La Dixième Symphonie de Mahler pose de nombreux problèmes au musicien,
musicologue ou chef d'orchestre assez téméraire pour en tenter une édition. Sa
composition date d'une période de crise artistique générale en Allemagne :
l'attaque féroce contre la composition tonale menée par des compositeurs comme
Arnold Schoenberg coïncidait avec un retour aux styles classiques des plus
évidents dans Der Rosenkavalier de Richard Strauss, terminé la même année
que la dernière symphonie de Mahler. Le compositeur n'ignorait pas les modes et
les fluctuations de l'époque, son propre style évoluant au même moment, ce qui
n'ajoute que des difficultés à l'achèvement de sa partition. La première version
d'exécution, ou « en progrès », comme on dit maintenant, prend d'énormes
libertés avec l'ébauche de Mahler. Entreprise par Clinton Carpenter en 1946,
elle a été terminée seulement en 1966 et la première exécution n'a eu lieu que
beaucoup plus tard, en 1983. L'édition de Joe Wheeler, commencée en 1953 et qui
a connu quatre versions successives, se situe à l'opposé de l'éventail
stylistique, allégeant parfois les textures du compositeur, par exemple – ce que
Mahler aurait peut-être fait lui-même, étant donné le contexte moderniste et
surtout après Das Lied von der Erde, qui l'avait précédé.
La version standard, qui sera diffusée le 5 mars à la Chaîne culturelle, a
été réalisée par Deryck Cooke (avec l'aide de Berthold Goldschmidt) sur une
période de trois décennies, en trois versions, lesquelles ont toutes été
entendues et enregistrées. Cooke, un musicologue extrêmement fin, connaissait
comme nul autre l'oeuvre symphonique de Mahler, ce qui lui a servi au moment de
concevoir le contrepoint et l'orchestration. Néanmoins, certaines de ses
décisions ont été contestées : sa répétition complète de la section « A » à la
fin du quatrième mouvement (Mahler avait indiqué un da capo, mais aurait
vraisemblablement ajouté des variations à la répétition, comme Cooke le
reconnaît) ; l'utilisation du tambour militaire plutôt que la grosse caisse ; et
l'écriture des motifs du « Purgatoire » reprise dans le dernier mouvement pour
les cuivres graves plutôt que les cordes graves. Cependant, ce sont là des
objections relativement mineures à l'édition de concert de Cooke – une
appellation de son cru, Cooke croyant fermement que Mahler aurait révisé
l'oeuvre au moment de l'orchestration (tâche que le compositeur a différé pour
apporter des corrections à sa Neuvième Symphonie à
l'hiver de 1910-1911). Plus récemment, Remo Mazzetti a relevé à son tour le défi
et produit une édition qui épaissit l'orchestration, ajoute du contrepoint et
une variation de la récapitulation dans le quatrième mouvement. La version de
Mazetti ne fait cependant pas encore partie de la tradition en
concert.
Toute la question de l'achèvement de cette symphonie demeure assez complexe.

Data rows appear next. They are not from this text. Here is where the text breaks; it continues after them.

use super::rng::SimpleRng;

// ---------------------------------------------------------------------------
// Deterministic row splitting
// ---------------------------------------------------------------------------

/// Row indices `0..n` in a seeded random order (Fisher–Yates).
pub fn shuffled_indices(n: usize, seed: u64) -> Vec<usize> {
    let mut indices: Vec<usize> = (0..n).collect();
    let mut rng = SimpleRng::new(seed);
    for i in (1..n).rev() {
        let j = rng.next_below(i + 1);
        indices.swap(i, j);
    }
    indices
}

/// Shuffled train/test split. `test_fraction` of the rows (rounded down,
/// at least one when possible) land in the test set.
pub fn train_test_split(n: usize, test_fraction: f64, seed: u64) -> (Vec<usize>, Vec<usize>) {
    let shuffled = shuffled_indices(n, seed);
    let mut test_len = (n as f64 * test_fraction) as usize;
    if test_len == 0 && n > 1 {
        test_len = 1;
    }
    let (test, train) = shuffled.split_at(test_len);
    (train.to_vec(), test.to_vec())
}

/// Shuffled k-fold assignment: `k` (train, validation) index pairs.
///
/// The first `n % k` folds get one extra row, so the folds partition the
/// whole range.
pub fn kfold(n: usize, k: usize, seed: u64) -> Vec<(Vec<usize>, Vec<usize>)> {
    assert!(k >= 2, "k-fold needs at least two folds");
    let shuffled = shuffled_indices(n, seed);

    let base = n / k;
    let extra = n % k;
    let mut folds = Vec::with_capacity(k);
    let mut start = 0;
    for fold in 0..k {
        let len = base + usize::from(fold < extra);
        let validation: Vec<usize> = shuffled[start..start + len].to_vec();
        let train: Vec<usize> = shuffled[..start]
            .iter()
            .chain(&shuffled[start + len..])
            .copied()
            .collect();
        folds.push((train, validation));
        start += len;
    }
    folds
}

#[cfg(test)]
mod tests {
    use super::*;
    use std::collections::BTreeSet;

    #[test]
    fn split_is_disjoint_and_covering() {
        let (train, test) = train_test_split(100, 0.2, 42);
        assert_eq!(test.len(), 20);
        assert_eq!(train.len(), 80);

        let all: BTreeSet<usize> = train.iter().chain(&test).copied().collect();
        assert_eq!(all.len(), 100);
    }

    #[test]
    fn split_is_deterministic_under_a_seed() {
        assert_eq!(train_test_split(50, 0.2, 42), train_test_split(50, 0.2, 42));
        assert_ne!(
            train_test_split(50, 0.2, 42).1,
            train_test_split(50, 0.2, 43).1
        );
    }

    #[test]
    fn kfold_partitions_every_row_exactly_once() {
        let folds = kfold(23, 5, 42);
        assert_eq!(folds.len(), 5);

        let mut seen = BTreeSet::new();
        for (train, validation) in &folds {
            assert_eq!(train.len() + validation.len(), 23);
            for idx in validation {
                assert!(seen.insert(*idx), "row {idx} validated twice");
                assert!(!train.contains(idx));
            }
        }
        assert_eq!(seen.len(), 23);

        // 23 = 5 folds of 4,4,4,4 plus 3 spread over the first folds.
        let sizes: Vec<usize> = folds.iter().map(|(_, v)| v.len()).collect();
        assert_eq!(sizes, vec![5, 5, 5, 4, 4]);
    }
}
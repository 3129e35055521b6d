use crate::api::AppState;
use axum::{
    extract::{Request, State},
    middleware::Next,
    response::{IntoResponse, Response},
};
use std::sync::Arc;
use std::time::Instant;
use tracing::{Instrument, info, info_span};
use uuid::Uuid;

/// `GET /metrics` in Prometheus text format.
pub async fn get_metrics(State(state): State<Arc<AppState>>) -> impl IntoResponse {
    state.prometheus_handle.as_ref().map_or_else(
        || "Metrics not enabled or failed to initialize".to_string(),
        metrics_exporter_prometheus::PrometheusHandle::render,
    )
}

/// Wraps every request in a `request` span and emits one wide
/// `http_request_finished` event plus request metrics when it completes.
/// `user_id` is filled in by the bearer extractors.
pub async fn logging_middleware(req: Request, next: Next) -> Response {
    let start = Instant::now();
    let request_id = Uuid::new_v4().to_string();

    let method = req.method().to_string();
    let uri = req.uri().path().to_string();

    let matched_path = req
        .extensions()
        .get::<axum::extract::MatchedPath>()
        .map(|mp| mp.as_str().to_string());

    let user_agent = req
        .headers()
        .get("user-agent")
        .and_then(|h| h.to_str().ok())
        .unwrap_or("unknown")
        .to_string();

    let span = info_span!(
        "request",
        request_id = %request_id,
        method = %method,
        path = %uri,
        route = matched_path.as_deref(),
        user_id = tracing::field::Empty,
    );

    async move {
        let response = next.run(req).await;

        let duration_ms = u64::try_from(start.elapsed().as_millis()).unwrap_or(u64::MAX);
        let status = response.status().as_u16();

        let outcome = if status >= 500 {
            "error"
        } else if status >= 400 {
            "client_error"
        } else {
            "success"
        };

        // Matched route, not raw path, to keep label cardinality bounded
        let metrics_path = matched_path.as_deref().unwrap_or("unmatched");

        let labels = [
            ("method", method.clone()),
            ("path", metrics_path.to_string()),
            ("status", status.to_string()),
        ];

        metrics::counter!("http_requests_total", &labels).increment(1);
        metrics::histogram!("http_request_duration_seconds", &labels)
            .record(start.elapsed().as_secs_f64());

        info!(
            event = "http_request_finished",
            duration_ms = duration_ms,
            status_code = status,
            user_agent = %user_agent,
            outcome = %outcome,
            "Request finished"
        );

        response
    }
    .instrument(span)
    .await
}
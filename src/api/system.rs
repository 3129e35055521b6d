//! Liveness and health endpoints.

use axum::{Json, extract::State};
use std::sync::Arc;

use super::{AppState, HealthResponse, PingResponse};

/// `GET /v1/ping`
pub async fn ping() -> Json<PingResponse> {
    Json(PingResponse { ping: "pong" })
}

/// `GET /v1/healthcheck`
///
/// Always 200; a failing database probe is reported in the body.
pub async fn healthcheck(State(state): State<Arc<AppState>>) -> Json<HealthResponse> {
    let database = match state.store().ping().await {
        Ok(()) => "ok",
        Err(e) => {
            tracing::warn!(error = %e, "Database health probe failed");
            "unavailable"
        }
    };

    Json(HealthResponse {
        status: "available",
        version: env!("CARGO_PKG_VERSION"),
        database,
    })
}
use anyhow::{Context, Result};
use serde::{Deserialize, Serialize};
use std::path::{Path, PathBuf};
use std::time::Duration;
use tracing::info;

#[derive(Debug, Clone, Serialize, Deserialize)]
#[serde(default)]
#[derive(Default)]
pub struct Config {
    pub general: GeneralConfig,

    pub server: ServerConfig,

    pub mailer: MailerConfig,

    pub security: SecurityConfig,

    pub observability: ObservabilityConfig,
}

#[derive(Debug, Clone, Serialize, Deserialize)]
#[serde(default)]
pub struct GeneralConfig {
    /// SeaORM connection string, `sqlite:` or `postgres://`.
    pub database_url: String,

    pub log_level: String,

    /// "pretty" or "json"
    pub log_format: String,

    /// Number of tokio worker threads (default: 2)
    /// Set to 0 to use the number of CPU cores
    pub worker_threads: usize,

    pub max_db_connections: u32,

    pub min_db_connections: u32,

    /// Upper bound on every single persistence call.
    pub query_timeout_seconds: u64,
}

impl Default for GeneralConfig {
    fn default() -> Self {
        Self {
            database_url: "sqlite:data/projectideas.db?mode=rwc".to_string(),
            log_level: "info".to_string(),
            log_format: "pretty".to_string(),
            worker_threads: 2,
            max_db_connections: 5,
            min_db_connections: 1,
            query_timeout_seconds: 5,
        }
    }
}

impl GeneralConfig {
    #[must_use]
    pub const fn query_timeout(&self) -> Duration {
        Duration::from_secs(self.query_timeout_seconds)
    }
}

#[derive(Debug, Clone, Serialize, Deserialize)]
#[serde(default)]
pub struct ServerConfig {
    pub host: String,

    pub port: u16,

    /// Empty list allows any origin.
    pub cors_allowed_origins: Vec<String>,

    pub max_body_bytes: usize,
}

impl Default for ServerConfig {
    fn default() -> Self {
        Self {
            host: "0.0.0.0".to_string(),
            port: 4000,
            cors_allowed_origins: Vec::new(),
            max_body_bytes: 1_048_576,
        }
    }
}

#[derive(Debug, Clone, Serialize, Deserialize)]
#[serde(default)]
pub struct MailerConfig {
    /// When false, reset notifications are written to the log instead.
    pub enabled: bool,

    pub host: String,

    pub port: u16,

    pub username: String,

    pub password: String,

    pub email_from: String,

    pub timeout_seconds: u64,
}

impl Default for MailerConfig {
    fn default() -> Self {
        Self {
            enabled: false,
            host: String::new(),
            port: 587,
            username: String::new(),
            password: String::new(),
            email_from: "Project Ideas <no-reply@projectideas.local>".to_string(),
            timeout_seconds: 10,
        }
    }
}

#[derive(Debug, Clone, Serialize, Deserialize)]
#[serde(default)]
pub struct SecurityConfig {
    /// Argon2 memory cost in KiB (default: 8192 = 8MB)
    pub argon2_memory_cost_kib: u32,

    /// Argon2 time cost (iterations)
    pub argon2_time_cost: u32,

    pub argon2_parallelism: u32,

    pub authentication_token_ttl_minutes: u64,

    pub password_reset_token_ttl_hours: u64,
}

impl Default for SecurityConfig {
    fn default() -> Self {
        Self {
            argon2_memory_cost_kib: 8192,
            argon2_time_cost: 3,
            argon2_parallelism: 1,
            authentication_token_ttl_minutes: 60,
            password_reset_token_ttl_hours: 24,
        }
    }
}

impl SecurityConfig {
    #[must_use]
    pub fn authentication_ttl(&self) -> chrono::Duration {
        chrono::Duration::minutes(i64::try_from(self.authentication_token_ttl_minutes).unwrap_or(60))
    }

    #[must_use]
    pub fn password_reset_ttl(&self) -> chrono::Duration {
        chrono::Duration::hours(i64::try_from(self.password_reset_token_ttl_hours).unwrap_or(24))
    }
}

#[derive(Debug, Clone, Serialize, Deserialize)]
#[serde(default)]
pub struct ObservabilityConfig {
    pub metrics_enabled: bool,

    pub loki_enabled: bool,

    pub loki_url: String,
}

impl Default for ObservabilityConfig {
    fn default() -> Self {
        Self {
            metrics_enabled: true,
            loki_enabled: false,
            loki_url: "http://localhost:3100".to_string(),
        }
    }
}

impl Config {
    pub fn load() -> Result<Self> {
        let paths = Self::config_paths();

        for path in &paths {
            if path.exists() {
                info!("Loading config from: {}", path.display());
                return Self::load_from_path(path);
            }
        }

        info!("No config file found, using defaults");
        Ok(Self::default())
    }

    pub fn load_from_path(path: &Path) -> Result<Self> {
        let content = std::fs::read_to_string(path)
            .with_context(|| format!("Failed to read config file: {}", path.display()))?;

        let config: Self = toml::from_str(&content)
            .with_context(|| format!("Failed to parse config file: {}", path.display()))?;

        Ok(config)
    }

    pub fn save_to_path(&self, path: &Path) -> Result<()> {
        if let Some(parent) = path.parent()
            && !parent.as_os_str().is_empty()
        {
            std::fs::create_dir_all(parent)?;
        }

        let content = toml::to_string_pretty(self)?;
        std::fs::write(path, content)?;
        info!("Config saved to: {}", path.display());
        Ok(())
    }

    fn config_paths() -> Vec<PathBuf> {
        let mut paths = vec![PathBuf::from("config.toml")];

        if let Some(config_dir) = dirs::config_dir() {
            paths.push(config_dir.join("projectideas").join("config.toml"));
        }

        if let Some(home) = dirs::home_dir() {
            paths.push(home.join(".projectideas").join("config.toml"));
        }

        paths
    }

    fn default_config_path() -> PathBuf {
        PathBuf::from("config.toml")
    }

    pub fn create_default_if_missing() -> Result<bool> {
        let path = Self::default_config_path();
        if path.exists() {
            Ok(false)
        } else {
            let config = Self::default();
            config.save_to_path(&path)?;
            info!("Created default config file: {}", path.display());
            Ok(true)
        }
    }

    pub fn validate(&self) -> Result<()> {
        if self.general.database_url.trim().is_empty() {
            anyhow::bail!("Database URL cannot be empty");
        }

        if self.general.query_timeout_seconds == 0 {
            anyhow::bail!("Query timeout must be > 0");
        }

        if self.server.port == 0 {
            anyhow::bail!("Server port must be > 0");
        }

        if self.security.authentication_token_ttl_minutes == 0
            || self.security.password_reset_token_ttl_hours == 0
        {
            anyhow::bail!("Token lifetimes must be > 0");
        }

        if self.mailer.enabled {
            if self.mailer.host.trim().is_empty() {
                anyhow::bail!("Mailer host cannot be empty when enabled");
            }
            if self.mailer.email_from.trim().is_empty() {
                anyhow::bail!("Mailer sender cannot be empty when enabled");
            }
        }

        Ok(())
    }
}

#[cfg(test)]
mod tests {
    use super::*;

    #[test]
    fn test_default_config() {
        let config = Config::default();
        assert_eq!(config.server.port, 4000);
        assert_eq!(config.general.query_timeout_seconds, 5);
        assert_eq!(config.security.authentication_token_ttl_minutes, 60);
        assert_eq!(config.security.password_reset_token_ttl_hours, 24);
        assert!(!config.mailer.enabled);
        config.validate().unwrap();
    }

    #[test]
    fn test_config_serialization() {
        let config = Config::default();
        let toml_str = toml::to_string_pretty(&config).unwrap();
        assert!(toml_str.contains("[general]"));
        assert!(toml_str.contains("[server]"));
        assert!(toml_str.contains("[mailer]"));
    }

    #[test]
    fn test_config_deserialization() {
        let toml_str = r#"
            [general]
            log_level = "debug"

            [server]
            port = 8080
        "#;

        let config: Config = toml::from_str(toml_str).unwrap();
        assert_eq!(config.general.log_level, "debug");
        assert_eq!(config.server.port, 8080);

        assert_eq!(config.server.host, "0.0.0.0");
        assert_eq!(config.mailer.port, 587);
    }

    #[test]
    fn test_validate_rejects_bad_values() {
        let mut config = Config::default();
        config.server.port = 0;
        assert!(config.validate().is_err());

        let mut config = Config::default();
        config.general.query_timeout_seconds = 0;
        assert!(config.validate().is_err());

        let mut config = Config::default();
        config.mailer.enabled = true;
        assert!(config.validate().is_err());

        config.mailer.host = "smtp.example.com".to_string();
        config.validate().unwrap();
    }

    #[test]
    fn test_save_and_load_round_trip() {
        let dir = std::env::temp_dir().join(format!("projectideas-config-{}", uuid::Uuid::new_v4()));
        let path = dir.join("config.toml");

        let mut config = Config::default();
        config.general.log_format = "json".to_string();
        config.save_to_path(&path).unwrap();

        let loaded = Config::load_from_path(&path).unwrap();
        assert_eq!(loaded.general.log_format, "json");

        std::fs::remove_dir_all(dir).unwrap();
    }
}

Chaque auditeur a ses propres attentes en écoutant la Dixième : certains
veulent entendre un peu plus de la Huitième, d'autres songent à ce que
l'oeuvre serait devenue si Mahler avait pu entendre les Cinq Pièces pour
orchestre de Webern
(1911-1913). C'est par contre la beauté de ce travail continu, où chaque éditeur
ou chef d'orchestre donne son avis sous forme sonore, qui fait que l'oeuvre
évolue, se transforme et comble peut-être la plupart de nos désirs.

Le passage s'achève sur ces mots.